A General Global and Local Pre-Training Framework for 3D Medical Image Segmentation

IEEE J Biomed Health Inform. 2023 Dec 5:PP. doi: 10.1109/JBHI.2023.3339176. Online ahead of print.

Abstract

Accurate target segmentation from computed tomography (CT) scans is crucial for surgical robots to perform clinical surgeries successfully. However, the lack of medical image data and annotations has been the biggest obstacle to learning robust medical image segmentation models. Self-supervised learning can effectively address this problem by providing a strategy to pre-train a model with unlabeled data, and then fine-tune downstream tasks with limited labeled data.
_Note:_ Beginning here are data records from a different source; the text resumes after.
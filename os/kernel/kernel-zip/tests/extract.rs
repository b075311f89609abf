use boot_image::{Compression, ZipBuilder, ZipEntry};
use kernel_ramfs::RamFs;
use kernel_zip::{DecompressionHeap, extract_to_store};

const CENTRAL_SIGNATURE: &[u8] = b"PK\x01\x02";

fn central_offsets(zip: &[u8]) -> Vec<usize> {
    zip.windows(4)
        .enumerate()
        .filter(|(_, w)| *w == CENTRAL_SIGNATURE)
        .map(|(i, _)| i)
        .collect()
}

fn patch_u32(zip: &mut [u8], at: usize, value: u32) {
    zip[at..at + 4].copy_from_slice(&value.to_le_bytes());
}

#[test]
fn stored_entries_point_into_the_archive() {
    let zip = ZipBuilder::new()
        .file("init", b"#!init\necho hi\n", Compression::Stored)
        .file("etc/motd", b"welcome", Compression::Stored)
        .build();
    let mut arena = [0u8; 64];
    let mut heap = DecompressionHeap::new(&mut arena);
    let mut fs: RamFs = RamFs::new();

    assert_eq!(extract_to_store(&zip, &mut heap, &mut fs), 2);
    let init = fs.get("/init").unwrap();
    assert_eq!(init, b"#!init\necho hi\n");
    assert!(zip.as_ptr_range().contains(&init.as_ptr()));
    assert_eq!(fs.get("/etc/motd"), Some(&b"welcome"[..]));
    assert_eq!(heap.used(), 0);
}

#[test]
fn deflated_entries_are_decoded_into_the_heap() {
    let text: Vec<u8> = b"the quick brown fox jumps over the lazy dog\n"
        .iter()
        .copied()
        .cycle()
        .take(5000)
        .collect();
    let binary: Vec<u8> = (0..=255u8).cycle().take(3000).collect();
    let zip = ZipBuilder::new()
        .file("bin/sh", &binary, Compression::Deflated)
        .file("README", &text, Compression::Deflated)
        .build();

    let mut arena = vec![0u8; 16 * 1024];
    let mut heap = DecompressionHeap::new(&mut arena);
    let mut fs: RamFs = RamFs::new();

    assert_eq!(extract_to_store(&zip, &mut heap, &mut fs), 2);
    assert_eq!(fs.get("/bin/sh"), Some(binary.as_slice()));
    assert_eq!(fs.get("/README"), Some(text.as_slice()));
    assert_eq!(heap.used(), 8000);
}

#[test]
fn directories_become_nodes() {
    let zip = ZipBuilder::new()
        .directory("bin/")
        .file("bin/hello", b"ELF?", Compression::Stored)
        .build();
    let mut arena = [0u8; 16];
    let mut heap = DecompressionHeap::new(&mut arena);
    let mut fs: RamFs = RamFs::new();

    assert_eq!(extract_to_store(&zip, &mut heap, &mut fs), 1);
    assert!(fs.dir_exists("/bin"));
    assert!(!fs.exists("/bin"));
    assert_eq!(fs.child_at("/", 0), Some("bin"));
    assert_eq!(fs.list_children("/bin"), 1);
}

#[test]
fn unsupported_and_encrypted_entries_are_skipped() {
    let mut bzip2 = ZipEntry::file("packed", b"BZh91AY&SY", Compression::Stored);
    bzip2.method = 12;
    let mut secret = ZipEntry::file("secret", b"hunter2", Compression::Stored);
    secret.flags = 1;

    let zip = ZipBuilder::new()
        .push(bzip2)
        .push(secret)
        .file("init", b"plain", Compression::Stored)
        .build();
    let mut arena = [0u8; 16];
    let mut heap = DecompressionHeap::new(&mut arena);
    let mut fs: RamFs = RamFs::new();

    assert_eq!(extract_to_store(&zip, &mut heap, &mut fs), 1);
    assert!(!fs.exists("/packed"));
    assert!(!fs.exists("/secret"));
    assert_eq!(fs.get("/init"), Some(&b"plain"[..]));
}

#[test]
fn local_extra_field_is_honoured() {
    let mut entry = ZipEntry::file("init", b"payload", Compression::Stored);
    entry.local_extra = vec![0xAA; 9];
    let zip = ZipBuilder::new().push(entry).build();
    let mut arena = [0u8; 16];
    let mut heap = DecompressionHeap::new(&mut arena);
    let mut fs: RamFs = RamFs::new();

    assert_eq!(extract_to_store(&zip, &mut heap, &mut fs), 1);
    assert_eq!(fs.get("/init"), Some(&b"payload"[..]));
}

#[test]
fn nameless_entries_are_skipped() {
    let zip = ZipBuilder::new()
        .file("", b"orphan", Compression::Stored)
        .file("./init", b"kept", Compression::Stored)
        .build();
    let mut arena = [0u8; 16];
    let mut heap = DecompressionHeap::new(&mut arena);
    let mut fs: RamFs = RamFs::new();

    assert_eq!(extract_to_store(&zip, &mut heap, &mut fs), 1);
    assert_eq!(fs.file_count(), 1);
    assert_eq!(fs.get("/init"), Some(&b"kept"[..]));
}

#[test]
fn out_of_range_entry_is_skipped_and_extraction_continues() {
    let mut zip = ZipBuilder::new()
        .file("broken", b"0123456789", Compression::Stored)
        .file("init", b"ok", Compression::Stored)
        .build();
    let first = central_offsets(&zip)[0];
    // compressed size
    patch_u32(&mut zip, first + 20, 0x00FF_FFFF);

    let mut arena = [0u8; 16];
    let mut heap = DecompressionHeap::new(&mut arena);
    let mut fs: RamFs = RamFs::new();

    assert_eq!(extract_to_store(&zip, &mut heap, &mut fs), 1);
    assert!(!fs.exists("/broken"));
    assert_eq!(fs.get("/init"), Some(&b"ok"[..]));
}

#[test]
fn corrupt_local_header_is_skipped() {
    let mut zip = ZipBuilder::new()
        .file("first", b"aaaa", Compression::Stored)
        .file("second", b"bbbb", Compression::Stored)
        .build();
    zip[0] = b'X';

    let mut arena = [0u8; 16];
    let mut heap = DecompressionHeap::new(&mut arena);
    let mut fs: RamFs = RamFs::new();

    assert_eq!(extract_to_store(&zip, &mut heap, &mut fs), 1);
    assert!(fs.exists("/second"));
}

#[test]
fn bad_central_signature_stops_the_walk() {
    let mut zip = ZipBuilder::new()
        .file("a", b"1", Compression::Stored)
        .file("b", b"2", Compression::Stored)
        .file("c", b"3", Compression::Stored)
        .build();
    let second = central_offsets(&zip)[1];
    zip[second] = 0;

    let mut arena = [0u8; 16];
    let mut heap = DecompressionHeap::new(&mut arena);
    let mut fs: RamFs = RamFs::new();

    assert_eq!(extract_to_store(&zip, &mut heap, &mut fs), 1);
    assert!(fs.exists("/a"));
    assert!(!fs.exists("/b"));
    assert!(!fs.exists("/c"));
}

#[test]
fn missing_end_of_central_directory_loads_nothing() {
    let mut zip = ZipBuilder::new()
        .file("init", b"data", Compression::Stored)
        .build();
    let eocd = zip.len() - 22;
    zip[eocd..eocd + 4].copy_from_slice(b"PK\x00\x00");

    let mut arena = [0u8; 16];
    let mut heap = DecompressionHeap::new(&mut arena);
    let mut fs: RamFs = RamFs::new();

    assert_eq!(extract_to_store(&zip, &mut heap, &mut fs), 0);
    assert_eq!(extract_to_store(b"PK", &mut heap, &mut fs), 0);
    assert_eq!(extract_to_store(&[0u8; 4096], &mut heap, &mut fs), 0);
    assert_eq!(fs.file_count(), 0);
}

#[test]
fn trailing_comment_is_tolerated() {
    let zip = ZipBuilder::new()
        .file("init", b"data", Compression::Stored)
        .comment(b"built for the boot test suite")
        .build();
    let mut arena = [0u8; 16];
    let mut heap = DecompressionHeap::new(&mut arena);
    let mut fs: RamFs = RamFs::new();

    assert_eq!(extract_to_store(&zip, &mut heap, &mut fs), 1);
}

#[test]
fn heap_exhaustion_skips_only_that_entry() {
    let big = vec![7u8; 1000];
    let zip = ZipBuilder::new()
        .file("big", &big, Compression::Deflated)
        .file("small", b"tiny", Compression::Deflated)
        .file("raw", b"stored", Compression::Stored)
        .build();
    let mut arena = [0u8; 64];
    let mut heap = DecompressionHeap::new(&mut arena);
    let mut fs: RamFs = RamFs::new();

    assert_eq!(extract_to_store(&zip, &mut heap, &mut fs), 2);
    assert!(!fs.exists("/big"));
    assert_eq!(fs.get("/small"), Some(&b"tiny"[..]));
    assert_eq!(fs.get("/raw"), Some(&b"stored"[..]));
    assert_eq!(heap.used(), 4);
}

#[test]
fn duplicate_paths_keep_the_first_entry() {
    let zip = ZipBuilder::new()
        .file("init", b"first", Compression::Stored)
        .file("./init", b"second", Compression::Stored)
        .build();
    let mut arena = [0u8; 16];
    let mut heap = DecompressionHeap::new(&mut arena);
    let mut fs: RamFs = RamFs::new();

    assert_eq!(extract_to_store(&zip, &mut heap, &mut fs), 1);
    assert_eq!(fs.get("/init"), Some(&b"first"[..]));
}

#[test]
fn extraction_stops_counting_when_the_store_is_full() {
    let mut builder = ZipBuilder::new();
    for i in 0..6 {
        builder.file(&format!("f{i}"), b"x", Compression::Stored);
    }
    let zip = builder.build();
    let mut arena = [0u8; 16];
    let mut heap = DecompressionHeap::new(&mut arena);
    let mut fs: RamFs<'_, 4, 4> = RamFs::new();

    assert_eq!(extract_to_store(&zip, &mut heap, &mut fs), 4);
    assert!(fs.exists("/f3"));
    assert!(!fs.exists("/f4"));
}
Existing self-supervised methods fail to simultaneously utilize the abundant global anatomical structure information and local feature differences in medical imaging. In this work, we propose a new strategy for the pre-training framework, which uses the three-dimensional anatomical structure of medical images and specific task and background cues to segment volumetric medical images with limited annotations. Specifically, we propose (1) learning intrinsic patterns of volumetric medical image structures through multiple sub-tasks, and (2) designing a multi-level background cube contrastive learning strategy to enhance the target feature representation by exploiting the differences between the specific target and background. We conduct extensive evaluations on two publicly available datasets. Under limited annotation settings, the proposed method yields significant improvements compared to other self-supervised learning techniques. The proposed method achieves within 6% of the baseline performance using only five labeled CT volumes for training. Once the paper is online, the code and dataset will be available at https://github.com/PinkGhost0812/SGL.